September 8, 2021: Amazon Elasticsearch Service has been renamed to Amazon OpenSearch Service. See details.

Amazon RDS supports publishing PostgreSQL logs to Amazon CloudWatch for versions 9.6.6 and above. Aurora PostgreSQL supports publishing logs to CloudWatch Logs for versions 9.6.12 and above, and versions 10.7 and above. By live streaming this data from CloudWatch to Amazon Elasticsearch Service (Amazon ES), you maintain continuous visibility of RDS PostgreSQL DB logs. You can visualize, analyze, and discover data in real time using Kibana with straightforward search syntax. You can also configure monitoring on the PostgreSQL logs and set alarms in Kibana to enable timely detection of logged errors or long-running queries.

Using CloudWatch, you can query the logs and perform visualizations, but this can be challenging if you have multiple databases in multiple AWS accounts. The solution used in this post is ideal in this situation, as we will be streaming the logs to a central location and visualizing dashboards for multiple databases without logging into the multiple consoles for each account.

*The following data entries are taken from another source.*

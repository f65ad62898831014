//! HTTP API for the document pipeline.
//!
//! - Health and Prometheus metrics
//! - Processing entry points (upload, re-run, status)
//! - Document listing, lookup and deletion

use axum::{
    Json, Router,
    extract::{DefaultBodyLimit, State},
    http::{StatusCode, header},
    response::IntoResponse,
    routing::{get, post},
};
use metrics_exporter_prometheus::PrometheusHandle;
use serde::Serialize;
use std::sync::Arc;
use std::time::Instant;
use tower_http::cors::{Any, CorsLayer};
use tower_http::trace::TraceLayer;

use crate::service::DocumentService;

pub mod documents;
use documents::{
    delete_document_handler, get_document_handler, list_documents_handler,
    process_document_handler, process_status_handler, upload_and_process_handler,
};

/// Room for multipart framing on top of the file itself
const MULTIPART_OVERHEAD_BYTES: usize = 64 * 1024;

/// Application state
pub struct AppState {
    pub service: Arc<DocumentService>,
    pub start_time: Instant,
    pub metrics: Option<PrometheusHandle>,
}

/// Build the API router
pub fn router(service: Arc<DocumentService>, metrics: Option<PrometheusHandle>) -> Router {
    let max_body_size =
        service.config.limits.max_document_size_bytes as usize + MULTIPART_OVERHEAD_BYTES;

    let state = Arc::new(AppState {
        service,
        start_time: Instant::now(),
        metrics,
    });

    let cors = CorsLayer::new()
        .allow_origin(Any)
        .allow_methods(Any)
        .allow_headers(Any);

    let api_routes = Router::new()
        .route("/health", get(health_handler))
        .route(
            "/process",
            post(upload_and_process_handler).layer(DefaultBodyLimit::max(max_body_size)),
        )
        .route("/process/{id}", post(process_document_handler))
        .route("/process/{id}/status", get(process_status_handler))
        .route("/documents", get(list_documents_handler))
        .route(
            "/documents/{id}",
            get(get_document_handler).delete(delete_document_handler),
        );

    Router::new()
        .route("/metrics", get(metrics_handler))
        .nest("/api/v1", api_routes)
        .layer(cors)
        .layer(TraceLayer::new_for_http())
        .with_state(state)
}

// === Health & Metrics ===

async fn health_handler(State(state): State<Arc<AppState>>) -> Json<HealthResponse> {
    Json(HealthResponse {
        status: "ok",
        service: "docpipe",
        version: env!("CARGO_PKG_VERSION"),
        uptime_seconds: state.start_time.elapsed().as_secs(),
        in_flight: state.service.in_flight(),
    })
}

#[derive(Serialize)]
struct HealthResponse {
    status: &'static str,
    service: &'static str,
    version: &'static str,
    uptime_seconds: u64,
    in_flight: usize,
}

async fn metrics_handler(State(state): State<Arc<AppState>>) -> impl IntoResponse {
    let body = state
        .metrics
        .as_ref()
        .map(PrometheusHandle::render)
        .unwrap_or_default();

    (
        StatusCode::OK,
        [(header::CONTENT_TYPE, "text/plain; version=0.0.4")],
        body,
    )
}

Amazon ES is a fully managed service that makes it easy to deploy, secure, and operate Elasticsearch at scale with zero downtime. You can analyze unstructured and semi-structured logs generated by websites, mobile devices, servers, and sensors. This ensures operational intelligence, application monitoring, root cause analysis, and more. The service offers open-source APIs, managed Kibana, and integrations with Logstash and other AWS services to securely ingest data from any source. With Amazon ES, you can search, analyze, and visualize it in real time.

This post demonstrates how to publish logs of RDS PostgreSQL databases to CloudWatch and live stream the data into Amazon ES. You will also learn how to get rid of cold data that is above your data retention threshold.

The following are the high-level steps:

Create an Amazon ES domain.
Configure the RDS PostgreSQL instance.
Configure data streaming to Amazon ES.
Archive and clean out cold data for storage and performance gains.

Prerequisites

A valid AWS account with access to the appropriate AWS services.
An Aurora/RDS PostgreSQL database. For more information, see Amazon RDS.

Creating an Amazon ES domain

Amazon ES domains are clusters with the settings, instance types, instance counts, and storage resources that you specify. To create a new domain, see Create an Amazon ES Domain.

After you create the domain, find the endpoint, ARN, and Kibana URL in the Amazon ES Domain Overview page, as shown in the screenshot preview below.

Screenshot of the Amazon ES Domain Overview page showing where you can locate the endpoint, ARN and Kibana URL.

Configuring the RDS PostgreSQL instance

To configure the RDS PostgreSQL database log files to publish logs to CloudWatch, complete the following steps:

Log in to the AWS Management Console and under Database category, choose RDS.
Choose your desired database instance.
Choose Modify.
For Log exports, choose PostgreSQL log and Upgrade log as shown in the screenshot preview below.
Choose Continue.
Choose Apply immediately.

To verify that you created the new log group, go to the CloudWatch console. Under Management and Governance, choose Logs. The new log group should appear as: /aws/rds/instance/<dbname>/postgresql.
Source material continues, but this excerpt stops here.